Le agradó a ella mucho esta devoción, y poco a poco fue aborreciendo la relajación de sus hermanas, y empezaron a gustarle el silencio y la oración, a pesar del desprecio y burlas de otras religiosas, que interpretaban su fervor como gazmoñería. Habiendo ido por aquellos días a visitar el monasterio un santo abad, tuvo una extraña visión mientras oraba; le pareció ver una religiosa en oración en su celda ante una Señora de admirable hermosura, acompañada de un coro de ángeles, los cuales, con flechas encendidas, arrojaban multitud de demonios que pretendían entrar; y estos espíritus malignos huían a las celdas de las demás religiosas, en figura de sucios animales, para excitarlas al pecado en que muchas de ellas consentían. 

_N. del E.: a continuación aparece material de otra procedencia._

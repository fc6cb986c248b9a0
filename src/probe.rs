use std::collections::HashSet;

use anyhow::Result;
use heck::ToSnakeCase;
use log::info;

use crate::cli::ProbeArgs;
use crate::convert::default_rule_options;
use crate::data::{Column, DataType, Mapping, TransformationRule, Value};
use crate::detect::detect_column_type;
use crate::ingest::{Dataset, IngestOptions, read_dataset};
use crate::mapping::MappingSpec;
use crate::table;

pub fn execute(args: &ProbeArgs) -> Result<()> {
    let options = IngestOptions {
        delimiter: args.delimiter,
        encoding: args.input_encoding.clone(),
        no_headers: args.no_headers,
        limit: None,
    };
    let dataset = read_dataset(&args.input, &options)?;
    let columns = probe_dataset(&dataset, args.sample_rows);
    print!("{}", table::column_summary(&columns));

    if let Some(path) = &args.starter_spec {
        let spec = starter_spec(&columns);
        spec.save(path)?;
        info!(
            "Wrote starter mapping spec with {} mapping(s) to {path:?}",
            spec.mappings.len()
        );
    }

    Ok(())
}

/// Fills in type and confidence on every column by sampling up to
/// `sample_rows` rows per column.
pub fn probe_dataset(dataset: &Dataset, sample_rows: usize) -> Vec<Column> {
    dataset
        .columns
        .iter()
        .map(|column| {
            let samples: Vec<String> = dataset
                .rows
                .iter()
                .take(sample_rows)
                .map(|row| row.get(&column.key).map(Value::as_display).unwrap_or_default())
                .collect();
            let (data_type, confidence) = detect_column_type(&samples);
            Column::new(column.key.clone(), column.header.clone())
                .with_type(data_type, confidence)
        })
        .collect()
}

/// Builds an identity mapping spec from probed columns: snake_cased target
/// keys and one same-type rule per column with a detected type.
pub fn starter_spec(columns: &[Column]) -> MappingSpec {
    let mut spec = MappingSpec::default();
    let mut seen = HashSet::new();
    for column in columns {
        let mut target_key = column.header.to_snake_case();
        if target_key.is_empty() {
            target_key = column.key.to_snake_case();
        }
        if !seen.insert(target_key.clone()) {
            let mut suffix = 2;
            target_key = loop {
                let candidate = format!("{target_key}_{suffix}");
                if seen.insert(candidate.clone()) {
                    break candidate;
                }
                suffix += 1;
            };
        }

        let mut target = Column::new(target_key.clone(), column.header.clone());
        target.data_type = column.data_type;

        if let Some(data_type) = column.data_type.filter(|dt| *dt != DataType::Unknown) {
            spec.transformation_rules.insert(
                target_key,
                TransformationRule::new(data_type, data_type)
                    .with_options(default_rule_options(data_type)),
            );
        }

        spec.mappings.push(Mapping {
            source: column.clone(),
            target,
        });
    }
    spec
}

Conoció el abad por esta visión el mal espíritu de este monasterio y creyó morir de pena; llamó a la joven religiosa y la exhortó a la perseverancia. Reflexionando sobre la excelencia del santo Rosario, resolvió reformar estas religiosas con tal devoción; adquirió para ello hermosos rosarios, que regaló a todas las religiosas, persuadiéndolas que lo rezasen todos los días y prometiéndoles, si así lo hacían, no violentarlas para que se reformasen.

Recibieron complacidas los rosarios y prometieron rezarlo con esa condición. ¡Cosa admirable!: poco a poco dejaron sus vanidades, se dieron al recogimiento y al silencio y en menos de un año pidieron ellas mismas la reforma.

El Rosario pudo en sus corazones más de lo que hubiera conseguido el abad con sus exhortaciones y autoridad.” 


San Luis María G. de Monfort, Obras completas, BAC, 1953, página 368.